Shockingly — to me, at least — Maine has more coastline than California! (I know, I need to look at a map now to make sense of this.) Its economy is very marine centric, from its famous lobster industry to smaller coastal industries like aquaculture. Unfortunately, boats are dirty. They create an enormous amount of pollution, and are allowed to. According to Maine Electric Boat Co. co-founder Matt Tarpey (via Energy News), one hour in a boat creates as much pollution as driving an average car 800 miles!
Aside from the reduced pollution, electric boats can provide a quieter, more peaceful boating experience; operational (“fuel”) costs are much lower; and there’s the potential to reduce maintenance/service costs a great deal as well. However, you need the trained workforce for this to be as cost-competitive as possible.
“The movement to electric engines makes sense and it’s going to be really valuable — and it’s going to be here before we know it. To have training already set up is really important,” said Director of Mid-Coast School of Technology Robert Deetjen. Indeed. That’s what you call foresight.
The only downside of this story as far as I can see is that it makes me think or wonder if there’s going to be a lack of electric boat mechanics in other regions where there aren’t such electric education leaders. Will we see electric boat take-up hindered by a workforce training deficiency?

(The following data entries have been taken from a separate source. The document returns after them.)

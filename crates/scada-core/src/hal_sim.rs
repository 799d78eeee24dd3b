use crate::error::TransportError;
use crate::hal::{Area, Endpoint, ProtocolClient};
use parking_lot::Mutex;
use std::collections::{HashMap, HashSet};
use std::sync::Arc;

const AREA_SIZE: usize = 1024;

/// One request seen by the simulated controller.
#[derive(Debug, Clone, PartialEq, Eq)]
pub enum SimOp {
    Connect(String),
    Disconnect,
    Read { area: Area, start: u32, len: usize },
    Write { area: Area, start: u32, data: Vec<u8> },
    WriteBit { area: Area, byte: u32, bit: u8, value: bool },
}

#[derive(Debug)]
struct SimState {
    inputs: Vec<u8>,
    outputs: Vec<u8>,
    flags: Vec<u8>,
    blocks: HashMap<u16, Vec<u8>>,
    /// When set, only these data blocks exist.
    block_limit: Option<HashSet<u16>>,
    connected: bool,
    link_up: bool,
    reachable: bool,
    bit_writes: bool,
    fail_next: u32,
    ops: Vec<SimOp>,
}

impl SimState {
    fn area_mut(&mut self, area: Area) -> &mut Vec<u8> {
        match area {
            Area::Inputs => &mut self.inputs,
            Area::Outputs => &mut self.outputs,
            Area::Flags => &mut self.flags,
            Area::DataBlock(db) => self.blocks.entry(db).or_insert_with(|| vec![0; AREA_SIZE]),
        }
    }

    fn check_area(&self, area: Area) -> Result<(), TransportError> {
        match (area, &self.block_limit) {
            (Area::DataBlock(db), Some(limit)) if !limit.contains(&db) => {
                Err(TransportError::AreaUnavailable(area.to_string()))
            }
            _ => Ok(()),
        }
    }

    fn check_link(&mut self) -> Result<(), TransportError> {
        if !self.connected || !self.link_up {
            return Err(TransportError::Disconnected);
        }
        if self.fail_next > 0 {
            self.fail_next -= 1;
            return Err(TransportError::Io("injected fault".to_string()));
        }
        Ok(())
    }
}

fn span(area: Area, start: u32, len: usize) -> Result<std::ops::Range<usize>, TransportError> {
    let start = start as usize;
    let end = start + len;
    if end > AREA_SIZE {
        return Err(TransportError::OutOfRange(format!(
            "{area} bytes {start}..{end} exceed {AREA_SIZE}"
        )));
    }
    Ok(start..end)
}

/// In-memory controller with per-area byte images.
///
/// Clones share state, so a test can keep one handle for inspection while
/// the connection manager owns another.
#[derive(Debug, Clone)]
pub struct SimulatedPlc {
    state: Arc<Mutex<SimState>>,
}

impl SimulatedPlc {
    pub fn new() -> Self {
        Self {
            state: Arc::new(Mutex::new(SimState {
                inputs: vec![0; AREA_SIZE],
                outputs: vec![0; AREA_SIZE],
                flags: vec![0; AREA_SIZE],
                blocks: HashMap::new(),
                block_limit: None,
                connected: false,
                link_up: true,
                reachable: true,
                bit_writes: false,
                fail_next: 0,
                ops: Vec::new(),
            })),
        }
    }

    /// Advertise atomic single-bit writes for every area.
    pub fn with_bit_writes(self, enabled: bool) -> Self {
        self.state.lock().bit_writes = enabled;
        self
    }

    /// Writes directly into controller memory, bypassing the op log.
    pub fn poke(&self, area: Area, start: u32, data: &[u8]) {
        let mut state = self.state.lock();
        let image = state.area_mut(area);
        let start = start as usize;
        image[start..start + data.len()].copy_from_slice(data);
    }

    pub fn peek(&self, area: Area, start: u32, len: usize) -> Vec<u8> {
        let mut state = self.state.lock();
        let image = state.area_mut(area);
        let start = start as usize;
        image[start..start + len].to_vec()
    }

    pub fn set_bit(&self, area: Area, byte: u32, bit: u8, value: bool) {
        let mut state = self.state.lock();
        let image = state.area_mut(area);
        let cell = &mut image[byte as usize];
        if value {
            *cell |= 1 << bit;
        } else {
            *cell &= !(1 << bit);
        }
    }

    pub fn bit(&self, area: Area, byte: u32, bit: u8) -> bool {
        self.peek(area, byte, 1)[0] & (1 << bit) != 0
    }

    /// Restricts the controller to `blocks`; other data blocks are unavailable.
    pub fn limit_blocks(&self, blocks: &[u16]) {
        self.state.lock().block_limit = Some(blocks.iter().copied().collect());
    }

    /// Kills the link without telling the client side.
    pub fn drop_link(&self) {
        self.state.lock().link_up = false;
    }

    pub fn restore_link(&self) {
        self.state.lock().link_up = true;
    }

    /// When false, connect attempts fail.
    pub fn set_reachable(&self, reachable: bool) {
        self.state.lock().reachable = reachable;
    }

    /// Fail the next `count` reads/writes with an I/O error.
    pub fn fail_next(&self, count: u32) {
        self.state.lock().fail_next = count;
    }

    pub fn operations(&self) -> Vec<SimOp> {
        self.state.lock().ops.clone()
    }

    pub fn clear_operations(&self) {
        self.state.lock().ops.clear();
    }

    /// Writes logged so far, ignoring reads.
    pub fn writes(&self) -> Vec<SimOp> {
        self.operations()
            .into_iter()
            .filter(|op| matches!(op, SimOp::Write { .. } | SimOp::WriteBit { .. }))
            .collect()
    }
}

impl Default for SimulatedPlc {
    fn default() -> Self {
        Self::new()
    }
}

impl ProtocolClient for SimulatedPlc {
    fn connect(&mut self, endpoint: &Endpoint) -> Result<(), TransportError> {
        let mut state = self.state.lock();
        state.ops.push(SimOp::Connect(endpoint.address.clone()));
        if !state.reachable {
            return Err(TransportError::ConnectFailed {
                endpoint: endpoint.to_string(),
                reason: "host unreachable".to_string(),
            });
        }
        state.connected = true;
        state.link_up = true;
        Ok(())
    }

    fn disconnect(&mut self) -> Result<(), TransportError> {
        let mut state = self.state.lock();
        state.ops.push(SimOp::Disconnect);
        state.connected = false;
        Ok(())
    }

    fn is_alive(&mut self) -> bool {
        let state = self.state.lock();
        state.connected && state.link_up
    }

    fn read_area(&mut self, area: Area, start: u32, len: usize) -> Result<Vec<u8>, TransportError> {
        let mut state = self.state.lock();
        state.ops.push(SimOp::Read { area, start, len });
        state.check_link()?;
        state.check_area(area)?;
        let range = span(area, start, len)?;
        Ok(state.area_mut(area)[range].to_vec())
    }

    fn write_area(&mut self, area: Area, start: u32, data: &[u8]) -> Result<(), TransportError> {
        let mut state = self.state.lock();
        state.ops.push(SimOp::Write {
            area,
            start,
            data: data.to_vec(),
        });
        state.check_link()?;
        state.check_area(area)?;
        let range = span(area, start, data.len())?;
        state.area_mut(area)[range].copy_from_slice(data);
        Ok(())
    }

    fn supports_bit_writes(&self, _area: Area) -> bool {
        self.state.lock().bit_writes
    }

    fn write_bit(&mut self, area: Area, byte: u32, bit: u8, value: bool) -> Result<(), TransportError> {
        let mut state = self.state.lock();
        state.ops.push(SimOp::WriteBit {
            area,
            byte,
            bit,
            value,
        });
        if !state.bit_writes {
            return Err(TransportError::Unsupported("single-bit write"));
        }
        state.check_link()?;
        let range = span(area, byte, 1)?;
        let cell = &mut state.area_mut(area)[range.start];
        if value {
            *cell |= 1 << bit;
        } else {
            *cell &= !(1 << bit);
        }
        Ok(())
    }
}

#[cfg(test)]
mod tests {
    use super::*;

    #[test]
    fn io_requires_connection() {
        let mut plc = SimulatedPlc::new();
        assert_eq!(
            plc.read_area(Area::Flags, 0, 1),
            Err(TransportError::Disconnected)
        );
        plc.connect(&Endpoint::new("10.0.0.1", 0, 1)).unwrap();
        assert_eq!(plc.read_area(Area::Flags, 0, 2), Ok(vec![0, 0]));
    }

    #[test]
    fn dropped_link_is_not_alive() {
        let mut plc = SimulatedPlc::new();
        plc.connect(&Endpoint::new("10.0.0.1", 0, 1)).unwrap();
        assert!(plc.is_alive());
        plc.drop_link();
        assert!(!plc.is_alive());
        assert!(plc.write_area(Area::Outputs, 0, &[1]).is_err());
    }

    #[test]
    fn data_blocks_created_on_demand() {
        let mut plc = SimulatedPlc::new();
        plc.connect(&Endpoint::new("10.0.0.1", 0, 1)).unwrap();
        plc.write_area(Area::DataBlock(7), 10, &[0x12, 0x34]).unwrap();
        assert_eq!(plc.peek(Area::DataBlock(7), 10, 2), vec![0x12, 0x34]);
        assert!(matches!(
            plc.read_area(Area::DataBlock(7), 1023, 2),
            Err(TransportError::OutOfRange(_))
        ));
    }

    #[test]
    fn limited_blocks_are_unavailable() {
        let mut plc = SimulatedPlc::new();
        plc.connect(&Endpoint::new("10.0.0.1", 0, 1)).unwrap();
        plc.limit_blocks(&[1]);
        assert!(plc.read_area(Area::DataBlock(1), 0, 1).is_ok());
        assert!(matches!(
            plc.read_area(Area::DataBlock(2), 0, 1),
            Err(TransportError::AreaUnavailable(_))
        ));
    }

    #[test]
    fn injected_faults_are_consumed() {
        let mut plc = SimulatedPlc::new();
        plc.connect(&Endpoint::new("10.0.0.1", 0, 1)).unwrap();
        plc.fail_next(1);
        assert!(plc.read_area(Area::Inputs, 0, 1).is_err());
        assert!(plc.read_area(Area::Inputs, 0, 1).is_ok());
    }
}
use scada_core::{PollEvent, Reading, Role, Slot, TagValue};
use scada_io::protocol::{CommandAction, EventMsg, IncomingMessage, ProtocolVersion, ReplyMsg};

#[test]
fn parses_hello_message() {
    let raw = r#"{
        "type":"hello",
        "protocol_version":{"major":1,"minor":0},
        "capabilities":["events.v1","auth.hmac-sha256"],
        "client_id":"hmi-panel"
    }"#;

    let msg = IncomingMessage::parse(raw).expect("hello should parse");
    match msg {
        IncomingMessage::Hello(hello) => {
            assert!(hello.protocol_version.is_supported());
            assert_eq!(hello.client_id.as_deref(), Some("hmi-panel"));
            assert_eq!(hello.capabilities.len(), 2);
        }
        _ => panic!("expected hello message"),
    }
}

#[test]
fn parses_chamber_start_command() {
    let raw = r#"{
        "type":"command",
        "protocol_version":{"major":1,"minor":0},
        "request_id":17,
        "action":"start",
        "chamber":3
    }"#;

    let msg = IncomingMessage::parse(raw).expect("command should parse");
    match msg {
        IncomingMessage::Command(cmd) => {
            assert_eq!(cmd.request_id, Some(17));
            assert_eq!(cmd.protocol_version, ProtocolVersion::v1());
            assert_eq!(cmd.action, CommandAction::Start { chamber: Some(3) });
            assert_eq!(cmd.action.slot(), Some(Slot::chamber(3, Role::Start)));
            assert!(!cmd.action.is_config_edit());
        }
        _ => panic!("expected command message"),
    }
}

#[test]
fn single_chamber_commands_omit_chamber() {
    let raw = r#"{"type":"command","action":"apply_setpoint","value":450.5}"#;
    let Some(IncomingMessage::Command(cmd)) = IncomingMessage::parse(raw) else {
        panic!("expected command message");
    };
    assert_eq!(
        cmd.action,
        CommandAction::ApplySetpoint {
            chamber: None,
            value: TagValue::Real(450.5)
        }
    );
    assert_eq!(cmd.request_id, None);
    assert_eq!(cmd.auth_token, None);
}

#[test]
fn parses_config_edits() {
    let upsert = r#"{
        "type":"command",
        "action":"upsert_tag",
        "tag":{"name":"PPM9","tag_type":"DB","address":36,"data_type":"int","db_number":1}
    }"#;
    let Some(IncomingMessage::Command(cmd)) = IncomingMessage::parse(upsert) else {
        panic!("expected command message");
    };
    assert!(cmd.action.is_config_edit());
    let CommandAction::UpsertTag { tag } = &cmd.action else {
        panic!("expected upsert");
    };
    let descriptor = tag.to_descriptor().expect("entry should be valid");
    assert_eq!(descriptor.name(), "PPM9");
    assert_eq!(descriptor.address().to_string(), "DB1.DBW36");

    let assign = r#"{"type":"command","action":"assign_role","chamber":2,"role":"alarm","tag":null}"#;
    let Some(IncomingMessage::Command(cmd)) = IncomingMessage::parse(assign) else {
        panic!("expected command message");
    };
    assert_eq!(
        cmd.action,
        CommandAction::AssignRole {
            chamber: Some(2),
            role: Role::Alarm,
            tag: None
        }
    );
}

#[test]
fn rejects_unknown_types_and_actions() {
    assert!(IncomingMessage::parse(r#"{"type":"recommendation"}"#).is_none());
    assert!(IncomingMessage::parse(r#"{"type":"command","action":"reboot"}"#).is_none());
    assert!(IncomingMessage::parse(r#"{"type":"command","action":"write_tag","tag":"X"}"#).is_none());
    assert!(IncomingMessage::parse("not json").is_none());
}

#[test]
fn event_lines_flatten_the_poll_event() {
    let event = PollEvent::Value {
        cycle: 4,
        slot: Some(Slot::chamber(1, Role::Ppm)),
        tag: "PPM1".to_string(),
        reading: Reading::Unknown,
    };
    let json = serde_json::to_value(EventMsg::new(9, 1_700_000_000_000_000, &event)).unwrap();
    assert_eq!(json["type"], "event");
    assert_eq!(json["sequence"], 9);
    assert_eq!(json["kind"], "value");
    assert_eq!(json["cycle"], 4);
    assert_eq!(json["tag"], "PPM1");
    assert!(json["reading"].is_null());
}

#[test]
fn replies_skip_empty_fields() {
    let ack = serde_json::to_value(ReplyMsg::ack(Some(3)).with_tag("START")).unwrap();
    assert_eq!(ack["type"], "ack");
    assert_eq!(ack["tag"], "START");
    assert!(ack.get("error").is_none());

    let err = serde_json::to_value(ReplyMsg::error(None, "tag not found")).unwrap();
    assert_eq!(err["type"], "error");
    assert!(err["request_id"].is_null());
    assert_eq!(err["error"], "tag not found");
}

#[test]
fn diagnose_command_and_report_reply() {
    let Some(IncomingMessage::Command(cmd)) =
        IncomingMessage::parse(r#"{"type":"command","request_id":2,"action":"diagnose"}"#)
    else {
        panic!("expected command message");
    };
    assert_eq!(cmd.action, CommandAction::Diagnose {});
    assert_eq!(cmd.action.name(), "diagnose");
    assert!(!cmd.action.is_config_edit());

    let report = scada_core::DiagnosticReport {
        endpoint: Some("192.168.0.1 (rack 0, slot 1)".to_string()),
        inputs: vec![0, 1],
        data_blocks: vec![1],
        ..Default::default()
    };
    let json = serde_json::to_value(ReplyMsg::ack(Some(2)).with_diagnostics(report)).unwrap();
    assert_eq!(json["diagnostics"]["inputs"], serde_json::json!([0, 1]));
    assert_eq!(json["diagnostics"]["data_blocks"], serde_json::json!([1]));
    assert!(json.get("tag").is_none());
}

The good news is that the first course of a three-course training program the collaborators created is actually free to the public and online. It’s a training video that runs 90 minutes in length. The remaining two parts will come at a cost and launch in spring and summer. They include some hands-on training, too. While they won’t be free, the collaborators intend to receive some grants and subsidies to provide grants to many students — meaning they’ll be free or come at a discount for those students. They will be geared toward people really looking to take a step forward in this industry.
“The second and third courses are going to be much smaller and much more geared toward people who have some prior knowledge or are really interested in the field,” said Yvonne Thomas, senior community development officer with the Island Institute.